To try and get an answer, Gatti squeezed into a roaring single-engine four-seater plane armed with a padded suitcase packed with glass flasks. From up over the canopy, she could sometimes see the scale of destruction, the gray smoke billowing from burning trees and the yellow patches of earth shorn of the forest green.
Gatti’s earliest air samples date back to 2000, from a single point in the eastern Amazon, but she found the data too narrow and volatile to give a picture of the carbon balance for the whole basin. So, over the following years, she expanded the work, training teams and contracting light aircraft to fill flasks of forest air from four parts of the Amazon: Santarem and Alta Floresta in the east, and Tefe and Rio Branco in the west.
Since then, the aircraft have taken more than 600 vertical profiles — a series of samples taken at different altitudes over a given spot. At one point Gatti doubted her results. She grew depressed. The data did not make sense. It could not be true. It showed the southeastern Amazon was releasing more carbon that it was absorbing, even in rainy years when scientists had expected the forest to be in better health. It meant a part of the rainforest was no longer helping to slow climate change, but adding to the emissions driving it.
She changed her methodology. Changed it again, and again. She went through seven methodologies before eventually accepting what had seemed impossible. The southeastern Amazon is not only a net producer of carbon, but even when you strip out the fires, the forest alone — or the non-fire net biome exchange — is a carbon source. Scientists widely regard the results, recently published in Nature, as the most definitive so far on the changing carbon fluxes of the rainforest.
The western part of the Amazon, protected by its remoteness, is in better health and can still absorb substantial amounts of carbon, the study shows.
However, it is not enough to compensate for the polluting east, where ranching and soy farming have cut deep into the rainforest.

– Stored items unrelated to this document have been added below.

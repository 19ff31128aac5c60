//! The narrow interface shared by every chain node.
//!
//! Each node kind exposes itself as a [`Node`] view; traversal, searching
//! and formatting are written once against that view.
//!
//! # Examples
//!
//! ```
//! use error_trail::{new_error, Chain, Node};
//!
//! let err = new_error!("not found");
//! assert!(matches!(err.node(), Node::Fundamental(_)));
//! assert!(err.inner().is_none());
//! ```
use crate::types::{Node, Presentation, Rendered};

/// A value that is (or views) a node of an error chain.
pub trait Chain {
    /// Returns the borrowed view of this node.
    fn node(&self) -> Node<'_>;

    /// The next node towards the root, `None` at the end of the chain.
    #[inline]
    fn inner(&self) -> Option<Node<'_>> {
        self.node().inner()
    }

    /// Binds the chain to a presentation for display.
    #[inline]
    fn render(&self, presentation: Presentation) -> Rendered<'_> {
        self.node().render(presentation)
    }

    /// Short render in quotation marks, escaped like a string literal.
    #[inline]
    fn quoted(&self) -> Rendered<'_> {
        self.render(Presentation::Quoted)
    }

    /// Render including every captured stack trace. Same as `{:+}`.
    #[inline]
    fn extended(&self) -> Rendered<'_> {
        self.render(Presentation::Extended)
    }
}

impl<C: Chain + ?Sized> Chain for &C {
    #[inline]
    fn node(&self) -> Node<'_> {
        (**self).node()
    }
}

The so-called lungs of the Earth are coughing up smoke.
“We are losing the southeastern part of the forest,” Gatti said.
Gatti thinks her numbers show that certain parts of the Amazon might already be at their tipping point. She believes the data point to the same process that Ben Hur and Beatriz have witnessed, but on a greater scale: Rainforest species such as the Brazil nut and the ironwood giving way to trees such as mabea fistulifera and ouratea discophora that are more tolerant of the drier, hotter climate. Such regime change releases huge quantities of carbon and would help explain the forest’s flagging ability to draw down emissions.
“It is a path without return,” Gatti said.
WATER A CONSTANT WORRY
Back in Ouro Preto do Oeste, the Freires bemoan the driest dry season any of them can remember. It is the middle of August, and the first rains once came by now, they said. The dry season, once just three months, now stretches for four or five. Across the whole country, reservoirs are dangerously low as Brazil suffers one of its worst droughts in a century.
The family is diversifying to try and shield their business from drought, building out capacity in breeding and beef cattle to complement their milk production. They have also started an organic soap business and want to plant corn.
Water is a constant worry. Some nearby farmers have already sold their land — mostly to larger cattle ranchers who address the problem by digging deep wells or piping water over long distances.
“It’s going to get even drier,” Gertrudes said, looking across her farm’s yellow grass as two cats laze in the stifling afternoon heat. In the distance, smoke hazes the horizon as newly slashed forest burns. “The water will finish.”